**HOW TO COMPLETE THIS TASK**:
There is material below. Print exactly the lines starting at the line with "pub struct ErrorResponse" and ending at the line with "fn into_response(self) ->", ends included, and no others.

**DATA PROVIDED**:

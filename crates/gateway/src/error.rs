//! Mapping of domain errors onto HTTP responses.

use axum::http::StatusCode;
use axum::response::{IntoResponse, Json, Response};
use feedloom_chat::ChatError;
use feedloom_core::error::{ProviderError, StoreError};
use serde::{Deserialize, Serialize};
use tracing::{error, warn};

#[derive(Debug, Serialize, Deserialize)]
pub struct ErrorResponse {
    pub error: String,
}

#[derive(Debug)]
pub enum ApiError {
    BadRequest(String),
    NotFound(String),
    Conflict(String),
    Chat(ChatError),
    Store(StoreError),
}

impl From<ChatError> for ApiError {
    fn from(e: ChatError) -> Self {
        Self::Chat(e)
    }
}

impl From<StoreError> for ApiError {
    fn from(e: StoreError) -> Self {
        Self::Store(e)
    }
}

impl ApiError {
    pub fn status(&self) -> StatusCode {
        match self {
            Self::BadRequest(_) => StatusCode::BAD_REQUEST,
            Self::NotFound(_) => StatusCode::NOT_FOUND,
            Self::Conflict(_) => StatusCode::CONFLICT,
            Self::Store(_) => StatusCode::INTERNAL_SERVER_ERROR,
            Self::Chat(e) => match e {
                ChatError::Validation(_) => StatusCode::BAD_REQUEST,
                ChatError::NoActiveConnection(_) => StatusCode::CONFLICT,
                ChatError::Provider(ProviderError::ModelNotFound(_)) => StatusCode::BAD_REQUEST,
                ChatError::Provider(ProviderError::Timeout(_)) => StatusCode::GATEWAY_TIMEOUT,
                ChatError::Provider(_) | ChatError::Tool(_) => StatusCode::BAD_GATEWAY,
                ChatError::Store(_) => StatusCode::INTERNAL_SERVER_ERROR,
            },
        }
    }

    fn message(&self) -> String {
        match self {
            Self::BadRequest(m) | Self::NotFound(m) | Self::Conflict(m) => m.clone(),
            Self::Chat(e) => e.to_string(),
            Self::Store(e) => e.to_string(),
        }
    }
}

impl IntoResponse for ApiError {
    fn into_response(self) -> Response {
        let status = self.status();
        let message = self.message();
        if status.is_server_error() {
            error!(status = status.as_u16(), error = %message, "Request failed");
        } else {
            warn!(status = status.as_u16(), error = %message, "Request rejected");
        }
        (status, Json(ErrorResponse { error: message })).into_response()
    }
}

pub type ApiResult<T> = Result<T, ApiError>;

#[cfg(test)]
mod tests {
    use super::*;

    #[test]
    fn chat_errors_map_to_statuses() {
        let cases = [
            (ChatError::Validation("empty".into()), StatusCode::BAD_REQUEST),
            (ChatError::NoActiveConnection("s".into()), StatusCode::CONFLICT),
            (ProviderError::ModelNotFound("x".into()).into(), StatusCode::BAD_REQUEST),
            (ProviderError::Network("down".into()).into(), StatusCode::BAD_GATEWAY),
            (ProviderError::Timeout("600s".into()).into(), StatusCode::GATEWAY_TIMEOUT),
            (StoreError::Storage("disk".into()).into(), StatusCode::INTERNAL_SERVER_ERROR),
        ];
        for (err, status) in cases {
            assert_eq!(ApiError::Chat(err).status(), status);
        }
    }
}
...
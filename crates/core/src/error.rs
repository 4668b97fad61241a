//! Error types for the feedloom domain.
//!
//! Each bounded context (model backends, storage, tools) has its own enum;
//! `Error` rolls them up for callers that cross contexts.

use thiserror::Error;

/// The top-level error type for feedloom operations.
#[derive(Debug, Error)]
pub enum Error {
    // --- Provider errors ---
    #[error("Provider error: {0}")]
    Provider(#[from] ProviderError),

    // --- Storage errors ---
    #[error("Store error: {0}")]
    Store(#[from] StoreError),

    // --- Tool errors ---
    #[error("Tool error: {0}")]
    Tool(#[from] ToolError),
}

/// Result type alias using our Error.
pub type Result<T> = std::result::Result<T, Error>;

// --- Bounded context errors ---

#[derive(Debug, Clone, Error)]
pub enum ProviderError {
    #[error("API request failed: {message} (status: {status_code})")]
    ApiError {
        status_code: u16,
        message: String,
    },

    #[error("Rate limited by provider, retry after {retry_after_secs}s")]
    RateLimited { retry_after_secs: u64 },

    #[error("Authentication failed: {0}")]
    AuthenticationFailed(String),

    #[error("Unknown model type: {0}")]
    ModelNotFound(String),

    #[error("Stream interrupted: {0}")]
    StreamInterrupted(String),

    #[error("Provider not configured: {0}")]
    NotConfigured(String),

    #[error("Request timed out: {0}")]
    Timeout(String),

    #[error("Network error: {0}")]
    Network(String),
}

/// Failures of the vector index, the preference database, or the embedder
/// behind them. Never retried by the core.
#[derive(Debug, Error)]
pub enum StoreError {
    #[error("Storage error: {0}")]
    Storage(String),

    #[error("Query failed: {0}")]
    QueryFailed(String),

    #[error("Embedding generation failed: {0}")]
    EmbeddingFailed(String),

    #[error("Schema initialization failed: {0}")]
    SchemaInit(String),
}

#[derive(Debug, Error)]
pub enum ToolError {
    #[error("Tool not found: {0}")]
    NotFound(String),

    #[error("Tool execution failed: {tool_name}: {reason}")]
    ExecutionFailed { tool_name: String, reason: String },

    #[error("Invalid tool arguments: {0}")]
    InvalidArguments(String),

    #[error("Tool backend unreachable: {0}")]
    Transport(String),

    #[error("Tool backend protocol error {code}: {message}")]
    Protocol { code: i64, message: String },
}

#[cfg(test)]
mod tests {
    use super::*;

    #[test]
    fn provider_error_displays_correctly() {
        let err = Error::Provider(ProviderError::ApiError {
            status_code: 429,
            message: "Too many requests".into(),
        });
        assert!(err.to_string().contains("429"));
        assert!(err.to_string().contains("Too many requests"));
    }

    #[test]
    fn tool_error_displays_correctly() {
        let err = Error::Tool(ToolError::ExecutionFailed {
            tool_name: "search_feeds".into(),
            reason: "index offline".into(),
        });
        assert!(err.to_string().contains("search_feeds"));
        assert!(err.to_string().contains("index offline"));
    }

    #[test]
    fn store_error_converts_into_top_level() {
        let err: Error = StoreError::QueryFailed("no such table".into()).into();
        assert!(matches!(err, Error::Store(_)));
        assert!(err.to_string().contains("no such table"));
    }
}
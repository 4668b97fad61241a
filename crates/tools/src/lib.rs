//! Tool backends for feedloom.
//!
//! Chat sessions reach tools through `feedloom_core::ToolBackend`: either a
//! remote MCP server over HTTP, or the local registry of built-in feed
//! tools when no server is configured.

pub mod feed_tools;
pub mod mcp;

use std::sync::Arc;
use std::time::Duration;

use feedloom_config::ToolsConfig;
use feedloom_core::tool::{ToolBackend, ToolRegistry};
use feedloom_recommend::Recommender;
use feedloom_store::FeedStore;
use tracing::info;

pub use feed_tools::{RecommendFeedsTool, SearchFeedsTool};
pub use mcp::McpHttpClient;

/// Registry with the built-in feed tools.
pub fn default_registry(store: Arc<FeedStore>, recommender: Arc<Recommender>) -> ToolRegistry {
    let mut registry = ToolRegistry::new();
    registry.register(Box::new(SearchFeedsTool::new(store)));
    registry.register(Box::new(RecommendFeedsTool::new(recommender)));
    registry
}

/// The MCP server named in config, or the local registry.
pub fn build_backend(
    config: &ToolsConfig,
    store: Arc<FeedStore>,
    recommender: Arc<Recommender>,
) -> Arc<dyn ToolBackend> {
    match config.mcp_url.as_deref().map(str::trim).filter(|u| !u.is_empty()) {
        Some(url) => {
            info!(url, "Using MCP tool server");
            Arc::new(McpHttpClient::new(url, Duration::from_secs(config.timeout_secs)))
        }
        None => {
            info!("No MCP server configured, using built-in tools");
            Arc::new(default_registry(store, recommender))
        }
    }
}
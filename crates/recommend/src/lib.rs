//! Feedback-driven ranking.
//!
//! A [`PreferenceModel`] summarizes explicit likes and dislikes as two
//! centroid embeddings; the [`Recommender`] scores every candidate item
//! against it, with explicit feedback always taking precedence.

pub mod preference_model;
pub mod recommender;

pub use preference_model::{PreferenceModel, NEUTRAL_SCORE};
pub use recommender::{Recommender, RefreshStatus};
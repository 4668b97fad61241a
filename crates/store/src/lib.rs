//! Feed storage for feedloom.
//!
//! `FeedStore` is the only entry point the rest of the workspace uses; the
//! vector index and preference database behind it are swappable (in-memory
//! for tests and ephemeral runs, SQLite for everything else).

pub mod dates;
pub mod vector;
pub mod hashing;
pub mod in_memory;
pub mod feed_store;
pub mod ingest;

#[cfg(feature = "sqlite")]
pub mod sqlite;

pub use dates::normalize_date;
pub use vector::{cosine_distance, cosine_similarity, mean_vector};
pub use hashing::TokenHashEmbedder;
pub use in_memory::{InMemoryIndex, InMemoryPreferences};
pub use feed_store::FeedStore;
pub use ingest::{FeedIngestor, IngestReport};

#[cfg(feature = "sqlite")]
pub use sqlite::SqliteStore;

**RESULT OF THIS TASK**:
pub struct ErrorResponse {
    pub error: String,
}

#[derive(Debug)]
pub enum ApiError {
    BadRequest(String),
    NotFound(String),
    Conflict(String),
    Chat(ChatError),
    Store(StoreError),
}

impl From<ChatError> for ApiError {
    fn from(e: ChatError) -> Self {
        Self::Chat(e)
    }
}

impl From<StoreError> for ApiError {
    fn from(e: StoreError) -> Self {
        Self::Store(e)
    }
}

impl ApiError {
    pub fn status(&self) -> StatusCode {
        match self {
            Self::BadRequest(_) => StatusCode::BAD_REQUEST,
            Self::NotFound(_) => StatusCode::NOT_FOUND,
            Self::Conflict(_) => StatusCode::CONFLICT,
            Self::Store(_) => StatusCode::INTERNAL_SERVER_ERROR,
            Self::Chat(e) => match e {
                ChatError::Validation(_) => StatusCode::BAD_REQUEST,
                ChatError::NoActiveConnection(_) => StatusCode::CONFLICT,
                ChatError::Provider(ProviderError::ModelNotFound(_)) => StatusCode::BAD_REQUEST,
                ChatError::Provider(ProviderError::Timeout(_)) => StatusCode::GATEWAY_TIMEOUT,
                ChatError::Provider(_) | ChatError::Tool(_) => StatusCode::BAD_GATEWAY,
                ChatError::Store(_) => StatusCode::INTERNAL_SERVER_ERROR,
            },
        }
    }

    fn message(&self) -> String {
        match self {
            Self::BadRequest(m) | Self::NotFound(m) | Self::Conflict(m) => m.clone(),
            Self::Chat(e) => e.to_string(),
            Self::Store(e) => e.to_string(),
        }
    }
}

impl IntoResponse for ApiError {
    fn into_response(self) -> Response {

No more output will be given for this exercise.